EXERCISE
Extract the full set of records that follows, word for word.

Stored data:
____________

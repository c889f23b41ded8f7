use dioxus::logger::tracing::Level;
use dioxus::prelude::*;

mod catalog;
mod components;
mod error;
mod playback;
mod settings;

use components::AppShell;

const PLAYER_CSS: Asset = asset!("/assets/styling/player.css");

fn main() {
    if let Err(err) = dioxus::logger::init(Level::INFO) {
        eprintln!("logger already initialized: {err}");
    }
    dioxus::launch(App);
}

#[component]
fn App() -> Element {
    rsx! {
        document::Meta { name: "theme-color", content: "#f806cc" }
        document::Title { "Pinkwave" }
        document::Script { src: "https://cdn.tailwindcss.com" }
        document::Stylesheet { href: PLAYER_CSS }

        AppShell {}
    }
}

____________

EXERCISE SOLUTION
repository c889f23b41ded8f7
use dioxus::logger::tracing::Level;
use dioxus::prelude::*;

mod catalog;
mod components;
mod error;
mod playback;
mod settings;

use components::AppShell;

const PLAYER_CSS: Asset = asset!("/assets/styling/player.css");

fn main() {
    if let Err(err) = dioxus::logger::init(Level::INFO) {
        eprintln!("logger already initialized: {err}");
    }
    dioxus::launch(App);
}

#[component]
fn App() -> Element {
    rsx! {
        document::Meta { name: "theme-color", content: "#f806cc" }
        document::Title { "Pinkwave" }
        document::Script { src: "https://cdn.tailwindcss.com" }
        document::Stylesheet { href: PLAYER_CSS }

        AppShell {}
    }
}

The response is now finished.